MK ‘Haramkan’ Pengurus Parpol Jadi Anggota DPD
Utama

MK ‘Haramkan’ Pengurus Parpol Jadi Anggota DPD

Melalui putusan MK ini, kelembagaan DPD benar-benar menjadi lembaga utusan daerah, tidak menjadi utusan partai politik terselubung.

Oleh:
Aida Mardatillah
Bacaan 2 Menit
Gedung Mahkamah Konstitusi Republik Indonesia. Foto: RES
Gedung Mahkamah Konstitusi Republik Indonesia. Foto: RES

Mahkamah Konstitusi (MK) secara bulat mengabulkan seluruhnya pengujian Pasal 182 huruf I UU No. 7 Tahun 2017 tentang Pemilu yang diajukan Muhammad Hafidz yang pernah mencalonkan diri menjadi calon anggota DPD wilayah Jawa Barat pada Pemilu 2014. Dalam putusannya, Pasal 182 huruf I UU Pemilu mengenai syarat perseorangan yang ingin menjadi calon anggota Dewan Perwakilan Daerah (DPD) ini dinyatakan inkonstitusional bersyarat bahwa keanggotaan DPD tidak boleh diisi oleh pengurus partai politik.  

 

“Mengabulkan permohonan pemohon untuk seluruhnya. Menyatakan frasa ‘pekerjaan lain’ dalam Pasal 182 huruf l UU No. 7 Tahun 2017 tentang Pemilu bertentangan dengan UUD Tahun 1945 dan tidak mempunyai kekuatan hukum mengikat secara bersyarat sepanjang tidak dimaknai ‘mencakup pula pengurus (fungsionaris) partai politik’,” kata Ketua Majelis MK Anwar Usman saat membacakan amar putusan No. 30/PUU-XVI/2018 di Gedung MK, Jakarta (23/7/2018).

 

Selengkapnya Pasal 182 huruf l UU Pemilu berbunyi, “Perseorangan sebagaimana dimaksud dalam Pasal 181 dapat menjadi peserta pemilu setelah memenuhi persyaratan (l) bersedia untuk tidak berpraktik sebagai akuntan publik, advokat, notaris, pejabat pembuat akta tanah, dan/atau tidak melakukan pekerjaan penyedia barang dan jasa yang berhubungan dengan keuangan negara serta pekerjaan lain yang dapat menimbulkan konflik kepentingan dengan tugas, wewenang, dan hak sebagai anggota DPD sesuai dengan ketentuan peraturan perundang-undangan.” 

 

Menurut Pemohon, dalam permohonannya, apabila anggota DPD yang berasal dari pengurus partai politik akan lebih mengutamakan kepentingan atau platform partai politik.
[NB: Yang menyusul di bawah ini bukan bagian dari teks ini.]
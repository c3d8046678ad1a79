//! CLI smoke entry point.
//!
//! # Responsibility
//! - Verify `rowkit_core` linkage by printing the core version.
//! - Given a module descriptor JSON file, print the SQL every entity
//!   compiles to, optionally qualified by a config's schema override.
//!
//! Usage: `rowkit [MODULE_JSON [CONFIG_JSON]]`

use clap::Parser;
use log::error;
use rowkit_core::logging::init_from_config;
use rowkit_core::{
    core_version, init_stderr_logging, resolve_schema, EntitySql, Module, RowkitConfig,
};
use std::path::PathBuf;
use std::process::ExitCode;

#[derive(Parser)]
#[command(name = "rowkit")]
#[command(about = "Compile rowkit module descriptors into SQL", long_about = None)]
#[command(version)]
struct Args {
    /// Module descriptor JSON; without it only the core version is printed.
    module_json: Option<PathBuf>,
    /// Config JSON supplying logging and the schema override.
    config_json: Option<PathBuf>,
}

fn main() -> ExitCode {
    let args = Args::parse();
    match run(&args) {
        Ok(()) => ExitCode::SUCCESS,
        Err(message) => {
            error!("event=cli_run module=cli status=error error={message}");
            eprintln!("rowkit: {message}");
            ExitCode::FAILURE
        }
    }
}

fn run(args: &Args) -> Result<(), String> {
    let config = match &args.config_json {
        Some(path) => Some(RowkitConfig::load(path).map_err(|err| err.to_string())?),
        None => None,
    };
    match config.as_ref().and_then(|config| config.logging.as_ref()) {
        Some(logging) => init_from_config(logging)?,
        None => init_stderr_logging("warn")?,
    }

    println!("rowkit_core version={}", core_version());

    let Some(module_path) = &args.module_json else {
        return Ok(());
    };
    let json = std::fs::read_to_string(module_path)
        .map_err(|err| format!("cannot read `{}`: {err}", module_path.display()))?;
    let module = Module::from_json(&json).map_err(|err| err.to_string())?;
    let schema_override = config
        .as_ref()
        .and_then(|config| config.database.schema.as_deref());

    for entity in module.entities() {
        let schema = resolve_schema(schema_override, entity.table(), &module);
        let sql = EntitySql::build(entity, schema).map_err(|err| err.to_string())?;
        print_entity(entity.name(), &sql);
    }
    Ok(())
}

fn print_entity(name: &str, sql: &EntitySql) {
    println!();
    println!("[{name}]");
    println!("insert={}", sql.insert());
    if let Some(insert) = sql.insert_auto_increment() {
        println!("insert_auto_increment={insert}");
    }
    if let Some(update) = sql.update() {
        println!("update={update}");
    }
    println!("delete={}", sql.delete());
    println!("select_by_id={}", sql.select_by_id());
    if let Some(select) = sql.select_by_business_key() {
        println!("select_by_business_key={select}");
    }
    println!("select_all={}", sql.select_all());
}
Pada dirinya melekat jabatan, tugas, fungsi, tanggung jawab, dan kewenangan pengurus parpol tertentu ketimbang mengutamakan kepentingan daerah secara keseluruhan. Apalagi, sebagian besar partai politik di Indonesia masih bersifat sentralistik, dimana pengambilan keputusan masih tergantung pada pimpinan di tingkat pusat.

 

Pemohon menilai frasa "pekerjaan lain" mengandung ketidakjelasan makna. Sehingga, ia meminta MK menambahkan tafsir "fungsionaris partai politik" dalam frasa "pekerjaan lain". Penambahan tafsir ini, menurut pemohon, dapat mencegah timbulnya konflik kepentingan antara jabatannya di partai politik dan di lembaga lembaga legislatif dalam hal ini DPD.

 

Anggota Majelis MK I Dewa Gede Palguna menilai Pasal 182 huruf l UU Pemilu tidak tegas melarang pengurus parpol mencalonkan diri sebagai calon anggota DPD. Namun, sesungguhnya sikap MK dalam putusan-putusan sebelumnya selalu menegaskan bahwa aturan calon anggota DPD tidak boleh berasal dari anggota parpol.

 

“Untuk kondisi saat ini terdapat anggota parpol yang juga mengisi jabatan sebagai anggota DPD, maka MK menyatakan keanggotaannya tetap konstitusional. Sebab, putusan MK berlaku prospektif atau ke depan dan tidak boleh berlaku surut (retroactive),” ujar Palguna saat membacakan pertimbangan putusan.